T max is 2 to 4 h. Mean absolute bioavailability is 98%.

Distribution

Approximately 95% is protein bound.

Metabolism

In the liver, primarily via CYP3A4 isoenzyme, but also via CYP1A2, 2D6, 2C9, and 2C19. Major metabolite is N-demethylated piperazine derivative (active).

Elimination

The half-life is approximately 18 h (parent drug) and 40 h (major active metabolite); 68% is excreted in the feces and 13% in the urine, primarily as metabolites.

Special Populations

Renal Function Impairment

AUC increased 1.5- to 2-fold in patients with mild and moderate renal impairment compared with patients with healthy renal function. Patients with severe renal impairment dosed at 100 mg/d had exposure similar to patients with healthy renal function receiving 400 mg/d.

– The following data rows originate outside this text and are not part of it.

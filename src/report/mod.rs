//! Console reporting and spreadsheet export over the cluster client.

pub mod disk;
pub mod export;
pub mod inventory;
pub mod utilization;

use humansize::{BINARY, format_size};

/// Console banner printed between report sections.
pub const SEPARATOR: &str = "##############################################";

/// Formats a byte count in IEC units ("16 GiB").
pub fn format_bytes(bytes: u64) -> String {
    format_size(bytes, BINARY)
}
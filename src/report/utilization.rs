//! Per-node allocation sums over running virtual machines.

use crate::{core::domain::model::cluster_resource::VmResource, report::format_bytes};
use colored::Colorize;

/// CPU and memory allocated to running VMs on one node.
#[derive(Debug, Clone, PartialEq, Eq)]
pub struct NodeAllocation {
    pub node: String,
    /// Sum of `maxcpu` over running VMs.
    pub cpu: u64,
    /// Sum of `maxmem` over running VMs, in bytes.
    pub mem: u64,
}

/// Sums allocated CPU and memory of running VMs per node, in node order.
///
/// Only VMs whose `node` matches and whose status is `running` count.
/// The nested scan is O(nodes x VMs), fine at reporting scale.
pub fn allocated_by_node(node_names: &[String], vms: &[VmResource]) -> Vec<NodeAllocation> {
    node_names
        .iter()
        .map(|name| {
            let mut cpu = 0u64;
            let mut mem = 0u64;
            for vm in vms.iter().filter(|vm| vm.node == *name && vm.is_running()) {
                cpu += u64::from(vm.maxcpu.unwrap_or(0));
                mem += vm.maxmem.unwrap_or(0);
            }
            NodeAllocation {
                node: name.clone(),
                cpu,
                mem,
            }
        })
        .collect()
}

/// Prints one allocated-CPU line per node.
pub fn print_cpu_allocation(allocations: &[NodeAllocation]) {
    for allocation in allocations {
        println!(
            "All allocated CPU on node {} is: {}",
            allocation.node.green(),
            allocation.cpu.to_string().red()
        );
    }
}

/// Prints one allocated-RAM line per node.
pub fn print_ram_allocation(allocations: &[NodeAllocation]) {
    for allocation in allocations {
        println!(
            "All allocated RAM on node {} is: {}",
            allocation.node.green(),
            format_bytes(allocation.mem).red()
        );
    }
}
//! Spreadsheet export of running-VM details.

use crate::{
    ProxmoxClient,
    core::domain::{
        error::ProxmoxResult,
        model::{cluster_resource::VmResource, guest_agent::GuestInterface},
    },
    report::{disk::disk_descriptor, format_bytes},
};
use rust_xlsxwriter::{Format, Workbook};
use std::path::Path;
use tracing::debug;

/// Placeholder IP when the guest agent cannot be queried.
pub const AGENT_UNAVAILABLE: &str = "Agent disabled";

/// Sheet name in the exported workbook.
pub const SHEET_NAME: &str = "VMsList";

/// Column headers, in output order.
pub const HEADERS: [&str; 10] = [
    "VmID",
    "Hostname",
    "IP",
    "RAM",
    "CPU",
    "OS Storage",
    "Additional disk",
    "Status",
    "LA RAM",
    "LA CPU",
];

/// One exported row; field order matches [`HEADERS`].
#[derive(Debug, Clone, PartialEq)]
pub struct VmReportRow {
    pub vmid: u32,
    pub hostname: String,
    pub ip: String,
    /// Allocated memory, IEC-formatted.
    pub ram: String,
    /// Allocated CPU count.
    pub cpu: u32,
    pub os_disk: String,
    pub extra_disk: String,
    pub status: String,
    /// Current memory usage, IEC-formatted.
    pub mem_usage: String,
    /// Current CPU usage in percent.
    pub cpu_usage: f64,
}

/// Picks the reported guest address: first address of the second
/// interface. The first interface is the guest's loopback device.
pub fn primary_ip(interfaces: &[GuestInterface]) -> Option<String> {
    interfaces
        .get(1)
        .and_then(|interface| interface.ip_addresses.first())
        .map(|address| address.ip_address.clone())
}

/// Builds one row per running VM, visiting nodes in the given order.
///
/// Guest-agent failures (agent not installed, disabled, or reporting no
/// usable address) degrade to [`AGENT_UNAVAILABLE`]; a failing config
/// fetch propagates.
pub async fn collect_rows(
    client: &ProxmoxClient,
    node_names: &[String],
) -> ProxmoxResult<Vec<VmReportRow>> {
    let vms = client.cluster_vms().await?;
    let mut rows = Vec::new();
    for name in node_names {
        debug!(node = %name, "collecting virtual machines");
        for vm in vms.iter().filter(|vm| vm.node == *name && vm.is_running()) {
            rows.push(build_row(client, name, vm).await?);
        }
    }
    Ok(rows)
}

async fn build_row(
    client: &ProxmoxClient,
    node: &str,
    vm: &VmResource,
) -> ProxmoxResult<VmReportRow> {
    let ip = match client.guest_network_interfaces(node, vm.vmid).await {
        Ok(interfaces) => {
            primary_ip(&interfaces).unwrap_or_else(|| AGENT_UNAVAILABLE.to_string())
        }
        Err(err) => {
            debug!(vmid = vm.vmid, error = %err, "guest agent query failed");
            AGENT_UNAVAILABLE.to_string()
        }
    };

    let config = client.vm_config(node, vm.vmid).await?;

    Ok(VmReportRow {
        vmid: vm.vmid,
        hostname: vm.name.clone().unwrap_or_default(),
        ip,
        ram: format_bytes(vm.maxmem.unwrap_or(0)),
        cpu: vm.maxcpu.unwrap_or(0),
        os_disk: disk_descriptor(config.scsi0.as_deref()),
        extra_disk: disk_descriptor(config.scsi1.as_deref()),
        status: vm.status.clone(),
        mem_usage: format_bytes(vm.mem.unwrap_or(0)),
        cpu_usage: vm.cpu.unwrap_or(0.0) * 100.0,
    })
}

/// Writes the rows as a styled sheet: bold frozen header row, auto-fit
/// column widths, one-decimal CPU usage.
pub fn write_workbook(rows: &[VmReportRow], path: &Path) -> ProxmoxResult<()> {
    let mut workbook = Workbook::new();
    let bold = Format::new().set_bold();
    let one_decimal = Format::new().set_num_format("0.0");

    let worksheet = workbook.add_worksheet();
    worksheet.set_name(SHEET_NAME)?;

    for (col, title) in HEADERS.iter().enumerate() {
        worksheet.write_string_with_format(0, col as u16, *title, &bold)?;
    }

    for (index, row) in rows.iter().enumerate() {
        let r = index as u32 + 1;
        worksheet.write_number(r, 0, row.vmid)?;
        worksheet.write_string(r, 1, row.hostname.as_str())?;
        worksheet.write_string(r, 2, row.ip.as_str())?;
        worksheet.write_string(r, 3, row.ram.as_str())?;
        worksheet.write_number(r, 4, row.cpu)?;
        worksheet.write_string(r, 5, row.os_disk.as_str())?;
        worksheet.write_string(r, 6, row.extra_disk.as_str())?;
        worksheet.write_string(r, 7, row.status.as_str())?;
        worksheet.write_string(r, 8, row.mem_usage.as_str())?;
        worksheet.write_number_with_format(r, 9, row.cpu_usage, &one_decimal)?;
    }

    worksheet.set_freeze_panes(1, 1)?;
    worksheet.autofit();
    workbook.save(path)?;
    Ok(())
}
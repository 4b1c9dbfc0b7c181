//! Node inventory collection and console listing.

use crate::{
    ProxmoxClient,
    core::domain::{error::ProxmoxResult, model::cluster_resource::NodeResource},
    report::format_bytes,
};
use colored::Colorize;

/// Fetches the cluster's nodes, sorted lexicographically by name.
///
/// Every downstream consumer (aggregation, export) works off this order.
pub async fn collect_nodes(client: &ProxmoxClient) -> ProxmoxResult<Vec<NodeResource>> {
    let mut nodes = client.cluster_nodes().await?;
    nodes.sort_by(|a, b| a.node.cmp(&b.node));
    Ok(nodes)
}

/// Projects the node-name list out of a sorted node listing.
pub fn node_names(nodes: &[NodeResource]) -> Vec<String> {
    nodes.iter().map(|node| node.node.clone()).collect()
}

/// Prints the verbose per-node capacity listing.
pub fn print_inventory(nodes: &[NodeResource]) {
    println!("There are nodes in this cluster:");
    for node in nodes {
        println!(
            "\t{} --- {} CPU --- {}",
            node.node.green(),
            node.maxcpu.unwrap_or(0),
            format_bytes(node.maxmem.unwrap_or(0))
        );
    }
}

Hepatic Function Impairment

Patients with severe hepatic impairment have higher exposure to imatinib and its metabolite.

Children

Pharmacokinetics were similar to those of adults.

Body weight

Cl increases with body weight are 8 L/h for 50 kg and 14 L/h for 100 kg.

Indications and Usage

Newly diagnosed adults and children with Ph+ CML in chronic phase; adults with Ph+ CML in blast crisis, accelerated phase, or chronic phase after failure of interferon-alpha therapy; adults with relapsed or refractory Ph+ acute lymphoblastic leukemia (ALL); adults with myelodysplastic/myeloproliferative diseases associated with PDGF-receptor gene rearrangements; adults with aggressive systemic mastocytosis without the D816V c-kit mutation or with c-kit mutational status unknown; adults with hypereosinophilic syndrome and/or chronic eosinophilic leukemia who have the FIP1L1-PDGFR alpha fusion kinase (mutational analysis or fluorescent in situ hybridization [FISH] demonstration of CHIC2 allele deletion) and for patients with hypereosinophilic syndrome and/or chronic eosinophilic leukemia who are FIP1L1-PDGFR alpha fusion kinase negative or unknown; adults with unresectable, recurrent, and/or metastatic dermatofibrosarcoma protuberans; patients with Kit (CD117)–positive unresectable and/or metastatic malignant GI stromal tumors; adjuvant treatment of adults following complete gross resection of Kit (CD117)–positive GI stromal tumors.

Unlabeled Uses

Rectal administration.

Contraindications

None well documented.

Dosage and Administration

Aggressive Systemic Mastocytosis
Adults

PO 400 mg/d for patients without the D816V c-kit mutation. If c-kit mutational status is not known or is unavailable, consider treating with 400 mg/d for patients not responding satisfactorily to other therapies. Start with 100 mg/d for patients with aggressive systemic mastocytosis associated with eosinophilia. Dose increase from 100 to 400 mg may be considered in the absence of adverse drug reactions if assessments demonstrate an insufficient response to therapy.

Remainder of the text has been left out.